J'en viens aux questions posées sur le domaine militaire. L'arsenal nucléaire chinois est préoccupant. De nouveaux sites de lancement de missiles balistiques intercontinentaux ont été récemment identifiés et ces missiles pourraient atteindre aisément le territoire européen. Les autorités chinoises ont montré leur volonté d'accroître leur arsenal tant en quantité qu'en qualité. Il existe de ce point de vue une certaine contradiction avec la doctrine d'emploi des armes nucléaires de la Chine qui n'a pas bougé depuis 1964 : selon cette doctrine, l'arme nucléaire a une visée uniquement défensive, elle ne peut être utilisée qu'en « second », pour répondre à une attaque elle-même nucléaire. Cette doctrine est moins crédible du fait de l'augmentation importante des capacités ; on peut donc s'attendre à ce qu'elle soit révisée.
Quand on parle des capacités militaires de la Chine, je crois qu'il faut aussi prendre en compte le facteur démographique. La démographie chinoise est un problème structurel qui va peser sur l'économie et le système social dans son ensemble ; d'importants investissements devront être faits dans la protection sociale, ce qui peut peser sur les capacités de financement du budget de la défense. L'évolution démographique pourra aussi poser des problèmes de recrutement.

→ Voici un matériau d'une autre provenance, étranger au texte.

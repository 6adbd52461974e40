//! Error taxonomy shared by every layer.
//!
//! | Class | Variants | Connection usable afterwards? |
//! |-------|----------|-------------------------------|
//! | transport | `Transport` | no |
//! | protocol | `InvalidSignature`, `Protocol`, `Unverified` | no |
//! | authorization | `Unauthorized` | no (stream closed) |
//! | capacity | `MessageTooLarge` | yes |
//! | liveness / state | `NotLive`, `EpochBusy` | n/a |

use std::io;

use crate::identity::Identity;

#[derive(Debug)]
pub enum Error {
    /// Underlying I/O failure, including short reads and writes.
    Transport(io::Error),
    /// A frame's signature did not verify against the remote identity.
    InvalidSignature,
    /// The peer sent bytes that break the framing rules.
    Protocol(&'static str),
    /// The handshake could not authenticate the peer. Carries no detail.
    Unverified,
    /// The connection validator declined the claimed identity.
    Unauthorized(Identity),
    /// Payload plus signature would exceed the maximum frame length.
    MessageTooLarge { size: u64, max: u64 },
    /// The component is dead, shut down, or its actor has exited.
    NotLive,
    /// Another reader is already waiting on this epoch.
    EpochBusy(u64),
}

impl Error {
    /// Whether the connection that produced this error must be discarded.
    pub fn is_fatal(&self) -> bool {
        !matches!(self, Error::MessageTooLarge { .. } | Error::EpochBusy(_))
    }

    pub fn is_transport(&self) -> bool {
        matches!(self, Error::Transport(_))
    }

    pub fn is_protocol(&self) -> bool {
        matches!(
            self,
            Error::InvalidSignature | Error::Protocol(_) | Error::Unverified
        )
    }
}

impl std::fmt::Display for Error {
    fn fmt(&self, f: &mut std::fmt::Formatter<'_>) -> std::fmt::Result {
        match self {
            Error::Transport(e) => write!(f, "transport error: {}", e),
            Error::InvalidSignature => write!(f, "frame signature verification failed"),
            Error::Protocol(what) => write!(f, "protocol violation: {}", what),
            Error::Unverified => write!(f, "could not verify communication"),
            Error::Unauthorized(identity) => {
                write!(f, "peer {} is not authorized", identity.short())
            }
            Error::MessageTooLarge { size, max } => {
                write!(f, "message of {} signed bytes exceeds maximum {}", size, max)
            }
            Error::NotLive => write!(f, "connection is not live"),
            Error::EpochBusy(epoch) => write!(f, "epoch {} already has a waiting reader", epoch),
        }
    }
}

impl std::error::Error for Error {
    fn source(&self) -> Option<&(dyn std::error::Error + 'static)> {
        match self {
            Error::Transport(e) => Some(e),
            _ => None,
        }
    }
}

impl From<io::Error> for Error {
    fn from(err: io::Error) -> Self {
        Error::Transport(err)
    }
}

pub type Result<T> = std::result::Result<T, Error>;

#[cfg(test)]
mod tests {
    use super::*;

    #[test]
    fn capacity_errors_leave_connection_usable() {
        let err = Error::MessageTooLarge { size: 10, max: 5 };
        assert!(!err.is_fatal());
        assert!(!err.is_protocol());
    }

    #[test]
    fn handshake_failure_has_generic_message() {
        assert_eq!(Error::Unverified.to_string(), "could not verify communication");
        assert!(Error::Unverified.is_protocol());
    }

    #[test]
    fn io_errors_map_to_transport() {
        let err: Error = io::Error::new(io::ErrorKind::UnexpectedEof, "short").into();
        assert!(err.is_transport());
        assert!(err.is_fatal());
        assert!(std::error::Error::source(&err).is_some());
    }
}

L'armée chinoise présente des lacunes en termes d'expérience au combat, de formation et d'interopérabilité entre ses différentes structures et avec des armées de pays étrangers. Certes, la Chine et la Russie ont multiplié les exercices conjoints, mais il ne s'agit pas vraiment d'interopérabilité au sens où on peut l'entendre, au sein de l'OTAN par exemple.
Les technologies militaires chinoises sont très poussées dans un certain nombre de domaines, comme celui des missiles balistiques - la Chine dispose aussi de missiles hypersoniques. De même, le secteur nucléaire militaire est sanctuarisé depuis Mao et la Chine y a constamment investi.

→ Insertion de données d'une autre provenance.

//! # Mutual Challenge-Response Handshake
//!
//! Runs on the raw stream before any [`SignedConnection`](crate::conn::SignedConnection)
//! exists. Both sides prove possession of their private key by signing a
//! fresh nonce chosen by the other side.
//!
//! ```text
//! caller                                   callee
//!   │ 1. identity ‖ nonce_c                  │
//!   │ ─────────────────────────────────────► │ validator(identity)?
//!   │ 2. identity ‖ sig(D‖nonce_c) ‖ nonce_s │
//!   │ ◄───────────────────────────────────── │
//!   │ check identity == expected             │
//!   │ verify sig(D ‖ nonce_c)                │
//!   │ 3. sig(D ‖ nonce_s)                    │
//!   │ ─────────────────────────────────────► │ verify sig(D ‖ nonce_s)
//! ```
//!
//! Each message is `[1-byte length N][N bytes]`.
//!
//! ## Signature Domain
//!
//! `D` is [`HANDSHAKE_SIGNATURE_DOMAIN`]. Message sizes match the plain
//! challenge-response layout, but signatures over the bare nonce are
//! rejected: a peer that signs `nonce` instead of `D ‖ nonce` cannot
//! complete a handshake with this crate. The prefix keeps a challenge
//! signature from ever verifying as a frame signature over attacker-chosen
//! bytes.
//!
//! ## Failure Semantics
//!
//! - Any malformed length, identity mismatch or bad signature yields
//!   [`Error::Unverified`], which deliberately carries no detail.
//! - A validator rejection closes the stream without sending message 2 and
//!   surfaces as [`Error::Unauthorized`] on the accepting side only.
//! - I/O failures surface as [`Error::Transport`].

use tokio::io::{AsyncRead, AsyncReadExt, AsyncWrite, AsyncWriteExt};
use tracing::{debug, trace};

use crate::crypto::constant_time_eq;
use crate::error::{Error, Result};
use crate::identity::{
    generate_nonce, Identity, Keypair, IDENTITY_SIZE, NONCE_SIZE, SIGNATURE_SIZE,
};
use crate::validator::ConnectionValidator;

/// Largest payload a handshake message can carry (1-byte length prefix).
pub const MAX_HANDSHAKE_MESSAGE: usize = u8::MAX as usize;

/// Domain separation prefix for handshake challenge signatures.
/// SECURITY: keeps a challenge signature from doubling as a frame signature.
pub const HANDSHAKE_SIGNATURE_DOMAIN: &[u8] = b"peerlink-handshake-v1:";

const HELLO_LEN: usize = IDENTITY_SIZE + NONCE_SIZE;
const CHALLENGE_LEN: usize = IDENTITY_SIZE + SIGNATURE_SIZE + NONCE_SIZE;
const PROOF_LEN: usize = SIGNATURE_SIZE;

// ============================================================================
// Message Codec
// ============================================================================

async fn write_message<S>(stream: &mut S, payload: &[u8]) -> Result<()>
where
    S: AsyncWrite + Unpin,
{
    debug_assert!(payload.len() <= MAX_HANDSHAKE_MESSAGE);
    let mut buf = Vec::with_capacity(1 + payload.len());
    buf.push(payload.len() as u8);
    buf.extend_from_slice(payload);
    stream.write_all(&buf).await?;
    stream.flush().await?;
    Ok(())
}

async fn read_message<S>(stream: &mut S) -> Result<Vec<u8>>
where
    S: AsyncRead + Unpin,
{
    let len = stream.read_u8().await? as usize;
    let mut payload = vec![0u8; len];
    stream.read_exact(&mut payload).await?;
    Ok(payload)
}

fn sign_challenge(keypair: &Keypair, nonce: &[u8]) -> [u8; SIGNATURE_SIZE] {
    let mut prefixed = Vec::with_capacity(HANDSHAKE_SIGNATURE_DOMAIN.len() + nonce.len());
    prefixed.extend_from_slice(HANDSHAKE_SIGNATURE_DOMAIN);
    prefixed.extend_from_slice(nonce);
    keypair.sign(&prefixed)
}

fn verify_challenge(identity: &Identity, nonce: &[u8], signature: &[u8]) -> bool {
    let mut prefixed = Vec::with_capacity(HANDSHAKE_SIGNATURE_DOMAIN.len() + nonce.len());
    prefixed.extend_from_slice(HANDSHAKE_SIGNATURE_DOMAIN);
    prefixed.extend_from_slice(nonce);
    identity.verify(&prefixed, signature).is_ok()
}

// ============================================================================
// Caller Side
// ============================================================================

/// Run the caller side of the handshake, expecting the callee to be
/// `expected`. On success the remote identity is exactly `expected`.
pub async fn initiate<S>(stream: &mut S, keypair: &Keypair, expected: &Identity) -> Result<()>
where
    S: AsyncRead + AsyncWrite + Unpin,
{
    let our_nonce = generate_nonce();

    let mut hello = Vec::with_capacity(HELLO_LEN);
    hello.extend_from_slice(keypair.identity().as_bytes());
    hello.extend_from_slice(&our_nonce);
    write_message(stream, &hello).await?;

    let challenge = read_message(stream).await?;
    if challenge.len() != CHALLENGE_LEN {
        trace!(len = challenge.len(), "challenge has wrong length");
        return Err(Error::Unverified);
    }
    let (claimed, rest) = challenge.split_at(IDENTITY_SIZE);
    let (signature, their_nonce) = rest.split_at(SIGNATURE_SIZE);

    if !constant_time_eq(claimed, expected.as_bytes()) {
        debug!(expected = %expected.short(), "callee presented an unexpected identity");
        return Err(Error::Unverified);
    }
    if !verify_challenge(expected, &our_nonce, signature) {
        debug!(peer = %expected.short(), "callee signature over our nonce is invalid");
        return Err(Error::Unverified);
    }

    let proof = sign_challenge(keypair, their_nonce);
    write_message(stream, &proof).await?;
    Ok(())
}

// ============================================================================
// Callee Side
// ============================================================================

/// Run the callee side of the handshake and return the caller's verified
/// identity.
pub async fn respond<S, V>(stream: &mut S, keypair: &Keypair, validator: &V) -> Result<Identity>
where
    S: AsyncRead + AsyncWrite + Unpin,
    V: ConnectionValidator + ?Sized,
{
    let hello = read_message(stream).await?;
    if hello.len() != HELLO_LEN {
        trace!(len = hello.len(), "hello has wrong length");
        return Err(Error::Unverified);
    }
    let (claimed, their_nonce) = hello.split_at(IDENTITY_SIZE);
    let claimed = Identity::from_slice(claimed).ok_or(Error::Unverified)?;

    let admitted = match validator.validate(&claimed) {
        Ok(admitted) => admitted,
        Err(e) => {
            debug!(peer = %claimed.short(), error = %e, "validator failed");
            false
        }
    };
    if !admitted {
        debug!(peer = %claimed.short(), "validator rejected claimed identity");
        let _ = stream.shutdown().await;
        return Err(Error::Unauthorized(claimed));
    }

    let our_nonce = generate_nonce();
    let mut challenge = Vec::with_capacity(CHALLENGE_LEN);
    challenge.extend_from_slice(keypair.identity().as_bytes());
    challenge.extend_from_slice(&sign_challenge(keypair, their_nonce));
    challenge.extend_from_slice(&our_nonce);
    write_message(stream, &challenge).await?;

    let proof = read_message(stream).await?;
    if proof.len() != PROOF_LEN || !verify_challenge(&claimed, &our_nonce, &proof) {
        debug!(peer = %claimed.short(), "caller failed to prove its identity");
        return Err(Error::Unverified);
    }

    Ok(claimed)
}
// Copyright 2025 jonefeewang@gmail.com
//
// Licensed under the Apache License, Version 2.0 (the "License");
// you may not use this file except in compliance with the License.
// You may obtain a copy of the License at
//
//     http://www.apache.org/licenses/LICENSE-2.0
//
// Unless required by applicable law or agreed to in writing, software
// distributed under the License is distributed on an "AS IS" BASIS,
// WITHOUT WARRANTIES OR CONDITIONS OF ANY KIND, either express or implied.
// See the License for the specific language governing permissions and
// limitations under the License.

use tokio::sync::broadcast;

/// Listens for the process-wide shutdown signal.
///
/// Once the signal has been observed, every later `recv` returns
/// immediately.
#[derive(Debug)]
pub struct Shutdown {
    is_shutdown: bool,
    notify: broadcast::Receiver<()>,
}

impl Shutdown {
    pub fn new(notify: broadcast::Receiver<()>) -> Shutdown {
        Shutdown {
            is_shutdown: false,
            notify,
        }
    }
    pub fn is_shutdown(&self) -> bool {
        self.is_shutdown
    }

    pub async fn recv(&mut self) {
        if self.is_shutdown {
            return;
        }
        let _ = self.notify.recv().await;
        self.is_shutdown = true;
    }
}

En ce qui concerne la zone indo-pacifique, les relations de la Chine avec l'ASEAN sont déjà très denses. Elle pourrait aller plus vite et plus fort dans le Pacifique Sud, surtout si les États-Unis et l'Europe, concentrés sur l'Ukraine, s'intéressaient moins à cette zone. Mais je ne pense pas que les choses seront si simples : dès l'annonce du pacte avec les îles Salomon, le conseiller spécial de Joe Biden pour le Pacifique s'est rendu sur place et une ambassade américaine va ouvrir dans ce pays. Côté européen, je note que le Forum ministériel pour la coopération dans l'Indo-Pacifique s'est tenu comme prévu fin février, alors que la crise en Ukraine couvait.

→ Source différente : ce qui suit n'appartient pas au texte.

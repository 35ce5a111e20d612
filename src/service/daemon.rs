use std::sync::Arc;

use tokio::sync::mpsc::Sender;
use tokio::sync::{broadcast, mpsc};
use tokio::{runtime, signal};
use tracing::{error, info, trace};

use crate::compute::{factorial, ComputeFn};
use crate::service::Server;
use crate::AppResult;

use super::config::ServerConfig;
use super::server::ServerStats;

/// Process lifecycle around the TCP server.
///
/// Owns runtime construction, signal handling and the graceful shutdown
/// sequence. `start` blocks the calling thread until the server stops,
/// every worker exit has been collected, and the final counters are
/// logged.
pub struct Daemon {
    config: Arc<ServerConfig>,
    compute: ComputeFn,
}

impl Daemon {
    /// A daemon serving the default factorial computation.
    pub fn new(config: Arc<ServerConfig>) -> Self {
        Daemon {
            config,
            compute: factorial,
        }
    }

    pub fn start(&self) -> AppResult<()> {
        let (notify_shutdown, _) = broadcast::channel(1);
        let (shutdown_complete_tx, mut shutdown_complete_rx) = mpsc::channel(1);

        // startup tokio runtime
        let rt = runtime::Builder::new_multi_thread()
            .worker_threads(num_cpus::get())
            .enable_all()
            .build()?;

        let stats = Arc::new(ServerStats::default());

        let run_result = rt.block_on(Self::run_tcp_server(
            self.config.clone(),
            self.compute,
            stats.clone(),
            notify_shutdown.clone(),
            shutdown_complete_tx,
        ));

        // the accept loop is down; tell every in-flight worker to finish up
        let _ = notify_shutdown.send(());
        // wait for shutdown complete
        trace!("waiting for shutdown complete...");
        rt.block_on(shutdown_complete_rx.recv());
        info!(
            "server shutdown complete: {} connections accepted, {} workers reaped",
            stats.accepted(),
            stats.reaped()
        );

        run_result
    }

    async fn run_tcp_server(
        config: Arc<ServerConfig>,
        compute: ComputeFn,
        stats: Arc<ServerStats>,
        notify_shutdown: broadcast::Sender<()>,
        shutdown_complete_tx: Sender<()>,
    ) -> AppResult<()> {
        let server = match Server::bind(
            &config,
            compute,
            stats,
            notify_shutdown,
            shutdown_complete_tx,
        ) {
            Ok(server) => server,
            Err(err) => {
                error!("failed to start tcp server: {}", err);
                return Err(err);
            }
        };

        tokio::select! {
            res = server.run() => {
                if let Err(err) = res {
                    error!(cause = %err, "server exited with error");
                    return Err(err);
                }
            }
            _ = signal::ctrl_c() => {
                info!("get shutdown signal");
            }
        }

        Ok(())
    }
}
use std::net::SocketAddr;

use tokio::io::{AsyncReadExt, AsyncWriteExt, BufWriter};
use tokio::net::TcpStream;

use crate::network::ValueFrame;
use crate::AppError;
use crate::AppResult;

/// Represents one framed connection to a peer.
///
/// This struct wraps the TCP stream in a `BufWriter` so each reply is
/// written and flushed as a whole frame. Both sides of the protocol use it:
/// the server wraps accepted sockets, the client opens one with
/// [`Connection::connect`]. Dropping the connection closes the socket.
#[derive(Debug)]
pub struct Connection {
    stream: BufWriter<TcpStream>,
    peer: SocketAddr,
}

impl Connection {
    pub fn new(socket: TcpStream, peer: SocketAddr) -> Connection {
        Connection {
            stream: BufWriter::new(socket),
            peer,
        }
    }

    /// Opens a client connection to `addr`.
    pub async fn connect(addr: SocketAddr) -> AppResult<Connection> {
        let socket = TcpStream::connect(addr).await?;
        Ok(Connection::new(socket, addr))
    }

    pub fn peer_addr(&self) -> SocketAddr {
        self.peer
    }

    /// Reads the next frame from the peer.
    ///
    /// The protocol performs exactly one read per frame and does not resume
    /// partial frames. If the peer has closed the connection at a frame
    /// boundary this returns `PeerClosed`; a read that yields fewer than
    /// [`ValueFrame::WIRE_LEN`] bytes ends the session with `ShortFrame`.
    pub async fn read_value(&mut self) -> AppResult<ValueFrame> {
        let mut buf = [0u8; ValueFrame::WIRE_LEN];
        let n = self.stream.read(&mut buf).await?;
        if n == 0 {
            return Err(AppError::PeerClosed);
        }
        if n < ValueFrame::WIRE_LEN {
            return Err(AppError::ShortFrame {
                got: n,
                expected: ValueFrame::WIRE_LEN,
            });
        }
        Ok(ValueFrame::from_wire(buf))
    }

    /// Writes one frame and flushes it to the peer.
    pub async fn send_value(&mut self, frame: ValueFrame) -> AppResult<()> {
        self.stream.write_all(&frame.to_wire()).await?;
        self.stream.flush().await?;
        Ok(())
    }
}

Je ne note pas d'évolution récente majeure dans les relations entre la France ou l'Union européenne et la Chine. En fait, la perception de la Chine par l'Europe évolue progressivement depuis plusieurs années ; cette évolution est plus nette dans les « petits » pays, comme la Lituanie, l'Estonie, la République tchèque, la Slovaquie ou la Suède, que dans les « grands » pays. Dans la tribune que j'ai publiée et à laquelle il a été fait référence, je n'appelle pas à abandonner le commerce, à couper les relations avec la Chine ou à appliquer des sanctions, mais je demande davantage de clarté, en particulier en ce qui concerne le Xinjiang, Hong Kong, les velléités chinoises en mer de Chine méridionale, Taïwan, etc. La France a montré ces dernières semaines qu'il était possible d'entretenir un dialogue exigeant, même dans un contexte de grande tension.
Enfin, en ce qui concerne le secteur spatial, je suis sceptique quant au potentiel réel de la coopération entre la Chine et la Russie. D'importantes annonces ont été faites ces dernières années, mais la coopération est largement restée à un stade diplomatique. De plus, la guerre en Ukraine devrait avoir un impact important sur la coopération sino-russe, puisque le budget que la Russie y consacre, déjà faible, ne devrait logiquement que diminuer.